Laurence Hutton (August 8, 1843 – June 10, 1904) was an American essayist and critic.

Biography
Hutton was born in New York City on August 8, 1843, and educated privately there. He was an inveterate traveler and for about 20 years spent his summers abroad. From about 1870 he contributed continually to periodicals. He was the dramatic critic of the New York Evening Mail from 1872 to 1874. From 1886 to 1898 he was the literary editor of Harper's Magazine.
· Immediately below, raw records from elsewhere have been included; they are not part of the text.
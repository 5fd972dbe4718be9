use log::debug;

use super::*;
use crate::rng;

/// Seed offset of the obstacle shuffle, kept clear of the per-waypoint jitter draws.
const OBSTACLE_SEED_OFFSET: u64 = 1000;

/// Picks `count` strictly increasing indices into a path of length `len`.
///
/// The first index is always 0 and the last `len - 1`. Intermediate ones sit near
/// `i * len / count` with a seeded jitter of one step either way; a jitter that would collide
/// with a neighbour is clamped to the next free increasing index.
pub fn waypoint_indices(len: usize, count: CellCount, seed: Seed) -> Result<Vec<usize>> {
    let count_usize = usize::from(count);
    if count < 2 {
        return Err(GameError::TooFewWaypoints(count));
    }
    if count_usize > len {
        return Err(GameError::TooManyWaypoints {
            requested: count,
            capacity: len.try_into().unwrap_or(CellCount::MAX),
        });
    }

    let mut indices = Vec::with_capacity(count_usize);
    indices.push(0);

    for i in 1..count_usize - 1 {
        let base = (i * len / count_usize) as i64;
        let jitter = rng::next_int(-1, 1, rng::offset(seed, i as u64));
        let lowest = indices[i - 1] + 1;
        let highest = len - count_usize + i;
        let index = (base + jitter).clamp(lowest as i64, highest as i64) as usize;
        indices.push(index);
    }

    indices.push(len - 1);
    Ok(indices)
}

/// Places `count` waypoints along `path`, numbered from 1.
pub fn place_waypoints(path: &[Coord2], count: CellCount, seed: Seed) -> Result<Vec<Waypoint>> {
    let indices = waypoint_indices(path.len(), count, seed)?;
    Ok(indices
        .into_iter()
        .zip(1..)
        .map(|(index, number)| Waypoint {
            number,
            coords: path[index],
        })
        .collect())
}

/// Marks up to `count` empty cells that are not on `protected` as obstacles.
///
/// Returns how many were placed, which is less than requested when too few cells are eligible.
pub fn place_obstacles(
    cells: &mut Array2<CellKind>,
    protected: &[Coord2],
    count: CellCount,
    seed: Seed,
) -> CellCount {
    let mut on_path: Array2<bool> = Array2::default(cells.dim());
    for &coords in protected {
        on_path[coords.to_nd_index()] = true;
    }

    let (rows, _) = cells.dim();
    let size = Coord::try_from(rows).unwrap_or(Coord::MAX);
    let mut eligible: Vec<Coord2> = iter_cells(size)
        .filter(|&coords| {
            !on_path[coords.to_nd_index()] && cells[coords.to_nd_index()] == CellKind::Empty
        })
        .collect();
    rng::shuffle(&mut eligible, rng::offset(seed, OBSTACLE_SEED_OFFSET));

    let placed = eligible.len().min(usize::from(count));
    for &coords in &eligible[..placed] {
        cells[coords.to_nd_index()] = CellKind::Obstacle;
    }

    let placed = placed as CellCount;
    if placed < count {
        debug!("Placed {placed} obstacles out of {count} requested");
    }
    placed
}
He was one of the organizers of the Authors' Club and of the International Copyright League, and was a member of the Players' Club, the Princeton Club, and the Nassau Club. An ardent collector of literary curiosities, his collections are of remarkable interest. In 1892 he received the degree of A.M. from Yale University and an honorary Master of Art degree from Princeton University in 1897. From 1901 until his death in 1904, he was a lecturer of English at Princeton.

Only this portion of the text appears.